▶ TASK STATEMENT: Copy exactly, please, each line of the data below until the line that contains "restore) is a" has been copied, beginning at the top.

##### RECORDED INFORMATION

//! Error taxonomy shared across the volume orchestration core.
//!
//! Every component-level error type (cloud client, repository, nbd, core,
//! restore) is a flat `thiserror` enum of its own; `CoreError` is the
//! cross-component taxonomy that the Volume Operations Service and State
//! Recovery reason about when deciding whether a failure is retryable.

use thiserror::Error;

pub type CoreResult<T> = Result<T, CoreError>;

#[derive(Debug, Error)]
pub enum CoreError {
    #[error("not found: {0}")]
    NotFound(String),

    #[error("precondition failed: {0}")]
    Precondition(String),

    #[error("conflict: {0}")]
    Conflict(String),

    #[error("device correlation failed: {0}")]
    Correlation(String),

    #[error("transient failure: {0}")]
    Transient(String),

    #[error("operation timed out after {0:?}")]
    Timeout(std::time::Duration),

    #[error("external command failed: {0}")]
    External(#[from] ExternalCommandError),

    #[error("resource exhausted: {0}")]
    Resource(String),

    #[error("unrecoverable: {0}")]
    Unrecoverable(String),
}

impl CoreError {
    /// Whether State Recovery / the Volume Operations Service should retry
    /// this failure rather than surface it as a terminal Operation error.
    #[must_use]
    pub fn is_retryable(&self) -> bool {
        matches!(
            self,
            CoreError::Transient(_) | CoreError::Timeout(_) | CoreError::External(_)
        )
    }
}

/// Failure of an invoked external program (`dmsetup`, `qemu-nbd`, `mount`,
/// `blkid`, ...). Carries enough of the process outcome to log and to
/// distinguish "not installed" from "ran and failed".
#[derive(Debug, Error)]
pub enum ExternalCommandError {
    #[error("failed to spawn {program}: {source}")]
    Spawn {
        program: String,
        #[source]
        source: std::io::Error,
    },

    #[error("{program} exited with status {status}: {stderr}")]
    NonZeroExit {
        program: String,
        status: i32,
        stderr: String,
    },

    #[error("{program} timed out after {elapsed:?}")]
    Timeout {
        program: String,
        elapsed: std::time::Duration,
    },

    #[error("failed to parse {program} output: {reason}")]
    Parse { program: String, reason: String },
}
//! NBD device pool for restore mounts.
//!
//! `/dev/nbd0`..`/dev/nbd7` are reserved exclusively for restore; slots 8+
//! belong to other subsystems and are never touched here. Allocation
//! consults the Repository rather than probing the kernel, since "in use"
//! means "has a Restore Mount row", not "the device node exists".

use volcore_repository::Repository;

use crate::error::{RestoreError, RestoreResult};

pub const POOL_SIZE: u32 = 8;

#[must_use]
pub fn pool_devices() -> Vec<String> {
    (0..POOL_SIZE).map(|n| format!("/dev/nbd{n}")).collect()
}

pub fn allocate(repo: &dyn Repository) -> RestoreResult<String> {
    let allocated = repo.allocated_nbd_devices()?;
    pool_devices()
        .into_iter()
        .find(|dev| !allocated.contains(dev))
        .ok_or(RestoreError::PoolExhausted)
}
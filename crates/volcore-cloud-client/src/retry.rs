//! Bounded exponential back-off for `Transient` cloud failures, per §6.

use std::future::Future;
use std::time::Duration;

use rand::Rng;

use crate::error::CloudError;

const MAX_ATTEMPTS: u32 = 3;
const BASE_DELAY: Duration = Duration::from_millis(250);

/// Retry `f` up to `MAX_ATTEMPTS` times with jittered exponential
/// back-off, but only for errors where `is_retryable()` is true. Any
/// other error (or the final attempt's error) is returned immediately.
pub async fn with_retry<T, F, Fut>(mut f: F) -> Result<T, CloudError>
where
    F: FnMut() -> Fut,
    Fut: Future<Output = Result<T, CloudError>>,
{
    let mut attempt = 0;
    loop {
        attempt += 1;
        match f().await {
            Ok(v) => return Ok(v),
            Err(e) if e.is_retryable() && attempt < MAX_ATTEMPTS => {
                let backoff = BASE_DELAY * 2u32.pow(attempt - 1);
                let jitter_ms = rand::thread_rng().gen_range(0..100);
                tokio::time::sleep(backoff + Duration::from_millis(jitter_ms)).await;
                tracing::debug!(attempt, ?e, "retrying after transient cloud error");
            }
            Err(e) => return Err(e),
        }
    }
}

#[cfg(test)]
mod tests {
    use super::*;
    use std::sync::atomic::{AtomicU32, Ordering};

    #[tokio::test]
    async fn retries_transient_then_succeeds() {
        let calls = AtomicU32::new(0);
        let result: Result<u32, CloudError> = with_retry(|| async {
            let n = calls.fetch_add(1, Ordering::SeqCst);
            if n < 2 {
                Err(CloudError::Transient("not yet".into()))
            } else {
                Ok(42)
            }
        })
        .await;
        assert_eq!(result.unwrap(), 42);
        assert_eq!(calls.load(Ordering::SeqCst), 3);
    }

    #[tokio::test]
    async fn does_not_retry_non_transient() {
        let calls = AtomicU32::new(0);
        let result: Result<u32, CloudError> = with_retry(|| async {
            calls.fetch_add(1, Ordering::SeqCst);
            Err(CloudError::NotFound("gone".into()))
        })
        .await;
        assert!(result.is_err());
        assert_eq!(calls.load(Ordering::SeqCst), 1);
    }
}
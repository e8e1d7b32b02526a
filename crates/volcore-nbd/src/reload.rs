//! Reload coalescing.
//!
//! A single background task reads from an mpsc channel and debounces
//! bursts of fragment mutations into one `kill -HUP` against the running
//! `nbd-server` process, since no signal crate sits in the dependency set
//! and driving this through `tokio::process::Command` matches how every
//! other external tool here is invoked.

use std::path::PathBuf;
use std::time::Duration;

use tokio::sync::mpsc;
use tokio::task::JoinHandle;

use volcore_common::process;

const RELOAD_TIMEOUT: Duration = Duration::from_secs(5);

pub struct ReloadCoalescer {
    tx: mpsc::Sender<()>,
    _task: JoinHandle<()>,
}

impl ReloadCoalescer {
    /// `pidfile` holds the running `nbd-server`'s PID. `debounce_window`
    /// is how long to wait after the first queued request before firing,
    /// absorbing any further requests that arrive in the meantime.
    #[must_use]
    pub fn start(pidfile: PathBuf, debounce_window: Duration) -> Self {
        let (tx, mut rx) = mpsc::channel::<()>(64);
        let task = tokio::spawn(async move {
            while rx.recv().await.is_some() {
                tokio::time::sleep(debounce_window).await;
                while rx.try_recv().is_ok() {}
                if let Err(e) = Self::send_hup(&pidfile).await {
                    tracing::warn!(error = %e, "nbd reload failed");
                }
            }
        });
        Self { tx, _task: task }
    }

    /// Queue a reload. Non-blocking; if the channel is saturated the
    /// request is dropped since a reload is already pending.
    pub fn request_reload(&self) {
        let _ = self.tx.try_send(());
    }

    async fn send_hup(pidfile: &PathBuf) -> Result<(), volcore_common::ExternalCommandError> {
        let pid = tokio::fs::read_to_string(pidfile)
            .await
            .map_err(|e| volcore_common::ExternalCommandError::Spawn {
                program: "kill".to_string(),
                source: e,
            })?;
        let pid = pid.trim();
        process::run_checked("kill", &["-HUP", pid], RELOAD_TIMEOUT).await
    }
}

#[cfg(test)]
mod tests {
    use super::*;

    #[tokio::test]
    async fn request_reload_does_not_block_when_saturated() {
        let dir = tempfile::tempdir().unwrap();
        let pidfile = dir.path().join("nbd.pid");
        tokio::fs::write(&pidfile, "999999").await.unwrap();
        let coalescer = ReloadCoalescer::start(pidfile, Duration::from_millis(10));
        for _ in 0..100 {
            coalescer.request_reload();
        }
        tokio::time::sleep(Duration::from_millis(50)).await;
    }
}
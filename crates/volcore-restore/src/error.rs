use thiserror::Error;

#[derive(Debug, Error)]
pub enum RestoreError {
    #[error("backup disk {0} not found")]
    DiskNotFound(u64),

    #[error("backup disk {0} is not ready for restore (must be completed with a qcow2 image)")]
    DiskNotReady(u64),

    #[error("no free nbd device in the restore pool")]
    PoolExhausted,

    #[error("mount path escapes the configured mount root: {0}")]
    Containment(String),

    #[error("device node {0} did not appear before the deadline")]
    DeviceNotReady(String),

    #[error("external command failed: {0}")]
    External(#[from] volcore_common::ExternalCommandError),

    #[error("repository failure: {0}")]
    Repository(#[from] volcore_repository::RepositoryError),
}

impl From<RestoreError> for volcore_common::CoreError {
    fn from(e: RestoreError) -> Self {
        match e {
            RestoreError::DiskNotFound(id) => volcore_common::CoreError::NotFound(format!("backup disk {id}")),
            RestoreError::DiskNotReady(id) => {
                volcore_common::CoreError::Precondition(format!("backup disk {id} not ready"))
            }
            RestoreError::PoolExhausted => volcore_common::CoreError::Resource("restore nbd pool exhausted".into()),
            RestoreError::Containment(msg) => volcore_common::CoreError::Unrecoverable(msg),
            RestoreError::DeviceNotReady(dev) => {
                volcore_common::CoreError::Transient(format!("device node {dev} did not appear before the deadline"))
            }
            RestoreError::External(e) => volcore_common::CoreError::External(e),
            RestoreError::Repository(e) => e.into(),
        }
    }
}

pub type RestoreResult<T> = Result<T, RestoreError>;
//! Volume orchestration agent daemon.
//!
//! Wires the Cloud Client Abstraction, Device Monitor, Repository, NBD
//! Export Manager, and File-Level Restore Mount Manager into the Volume
//! Operations Service and State Recovery, then sits idle: every volume
//! mutation reaches this process over whatever RPC the controller already
//! uses to talk to the agent fleet, not a surface defined here.

use std::path::{Path, PathBuf};
use std::sync::Arc;
use std::time::Duration;

use anyhow::Result;
use clap::Parser;
use tokio::time::interval;
use tracing::{error, info, warn};
use tracing_subscriber::{layer::SubscriberExt, util::SubscriberInitExt};

use volcore_cloud_client::{CloudClient, HttpCloudClient, HttpCloudClientConfig};
use volcore_common::config::{Config, RECOVERY_TICK_INTERVAL};
use volcore_core::{CorrelationConfig, StateRecovery, VolumeOperationsService, VolumeOperationsServiceConfig};
use volcore_device::monitor::ProcPartitionsSource;
use volcore_device::{DeviceMonitor, PersistentNameLayer};
use volcore_nbd::{FragmentWriter, ReloadCoalescer};
use volcore_repository::{RedbRepository, Repository};
use volcore_restore::{MountRoot, RestoreMountManager, RestoreMountManagerConfig};

#[derive(Parser, Debug)]
#[command(name = "volcore-agentd")]
#[command(about = "Volume orchestration agent for a migrated VM")]
#[command(version)]
struct Args {
    /// Configuration file path
    #[arg(short, long, default_value = "/etc/volcore/agent.toml")]
    config: String,

    /// Id of the VM this agent runs inside
    #[arg(long)]
    vm_id: Option<String>,

    /// Cloud control-plane endpoint
    #[arg(long)]
    cloud_endpoint: Option<String>,

    /// Data directory for the repository and NBD fragments
    #[arg(long)]
    data_dir: Option<String>,

    /// Log level, overrides the config file's `[logging] filter`
    #[arg(long)]
    log_level: Option<String>,
}

#[tokio::main]
async fn main() -> Result<()> {
    let args = Args::parse();

    let mut config: Config = if Path::new(&args.config).exists() {
        let raw = std::fs::read_to_string(&args.config)?;
        Config::from_toml_str(&raw).unwrap_or_else(|e| {
            eprintln!("warning: failed to parse {}: {e}", args.config);
            Config::default()
        })
    } else {
        Config::default()
    };

    if let Some(vm_id) = args.vm_id {
        config.node.vm_id = vm_id;
    }
    if let Some(endpoint) = args.cloud_endpoint {
        config.cloud.endpoint = endpoint;
    }
    if let Some(data_dir) = args.data_dir {
        config.node.data_dir = data_dir;
    }
    if let Some(level) = args.log_level {
        config.logging.filter = level;
    }

    let fmt_layer: Box<dyn tracing_subscriber::Layer<tracing_subscriber::Registry> + Send + Sync> = if config.logging.json {
        Box::new(tracing_subscriber::fmt::layer().json())
    } else {
        Box::new(tracing_subscriber::fmt::layer())
    };

    tracing_subscriber::registry()
        .with(fmt_layer)
        .with(tracing_subscriber::EnvFilter::try_from_default_env().unwrap_or_else(|_| config.logging.filter.clone().into()))
        .init();

    info!(vm_id = %config.node.vm_id, "starting volcore-agentd");

    let data_dir = PathBuf::from(&config.node.data_dir);
    tokio::fs::create_dir_all(&data_dir).await?;

    let repo: Arc<dyn Repository> = Arc::new(RedbRepository::open(&config.repository.path)?);

    let cloud: Arc<dyn CloudClient> = Arc::new(HttpCloudClient::new(HttpCloudClientConfig {
        endpoint: config.cloud.endpoint.clone(),
        api_key: config.cloud.api_key.clone(),
        job_poll_interval: config.cloud.job_poll_interval,
        job_poll_timeout: config.cloud.job_poll_timeout,
    })?);

    let devices = DeviceMonitor::new(
        Arc::new(ProcPartitionsSource::default()),
        config.device.uevent_coalesce_window,
        config.device.uevent_queue_capacity,
    );
    devices.start();

    let names = PersistentNameLayer::new();
    let fragments = FragmentWriter::new(&config.nbd.export_config_dir);
    let reload = Arc::new(ReloadCoalescer::start(
        PathBuf::from("/run/nbd-server.pid"),
        Duration::from_millis(300),
    ));

    let correlation = CorrelationConfig {
        size_tolerance_bytes: config.device.size_tolerance_bytes,
    };
    let recovery = Arc::new(StateRecovery::new(
        cloud.clone(),
        devices.clone(),
        repo.clone(),
        correlation.clone(),
    ));

    let volume_ops = Arc::new(VolumeOperationsService::new(
        cloud.clone(),
        devices.clone(),
        names,
        fragments,
        reload,
        repo.clone(),
        recovery.clone(),
        VolumeOperationsServiceConfig {
            attach_timeout: config.cloud.attach_timeout,
            detach_timeout: config.cloud.detach_timeout,
            nbd_base_port: config.nbd.base_port,
            correlation,
        },
    ));

    let restore = Arc::new(RestoreMountManager::new(
        repo.clone(),
        RestoreMountManagerConfig {
            mount_root: MountRoot::new(config.restore.mount_root.clone()),
            idle_ttl: config.restore.idle_ttl,
        },
    ));

    let recovery_task = {
        let recovery = recovery.clone();
        tokio::spawn(async move {
            let mut ticker = interval(RECOVERY_TICK_INTERVAL);
            loop {
                ticker.tick().await;
                let result = recovery.run_periodic().await;
                if result.errors.is_empty() {
                    info!(
                        recovered = result.volumes_recovered,
                        fixed = result.mappings_fixed,
                        orphaned = result.volumes_orphaned,
                        elapsed_ms = result.duration.as_millis(),
                        "state recovery tick complete"
                    );
                } else {
                    warn!(errors = ?result.errors, "state recovery tick completed with errors");
                }
            }
        })
    };

    let reaper_task = {
        let restore = restore.clone();
        let reaper_interval = config.restore.reaper_interval;
        tokio::spawn(async move {
            let mut ticker = interval(reaper_interval);
            loop {
                ticker.tick().await;
                match restore.reap_expired().await {
                    Ok(0) => {}
                    Ok(n) => info!(count = n, "reaped expired restore mounts"),
                    Err(e) => error!(error = %e, "restore mount reaper failed"),
                }
            }
        })
    };

    // `volume_ops` and `restore` are handed off to whatever RPC surface
    // dispatches controller requests into this process; neither is driven
    // from here. Keep the Arcs alive for the lifetime of the process.
    let _volume_ops = volume_ops;
    let _restore = restore;

    tokio::signal::ctrl_c().await?;
    info!("shutdown signal received");

    recovery_task.abort();
    reaper_task.abort();
    devices.stop();

    info!("volcore-agentd shut down gracefully");
    Ok(())
}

##########

▶ REPLY TO THE EXERCISE:
//! Error taxonomy shared across the volume orchestration core.
//!
//! Every component-level error type (cloud client, repository, nbd, core,
//! restore) is a flat `thiserror` enum of its own; `CoreError` is the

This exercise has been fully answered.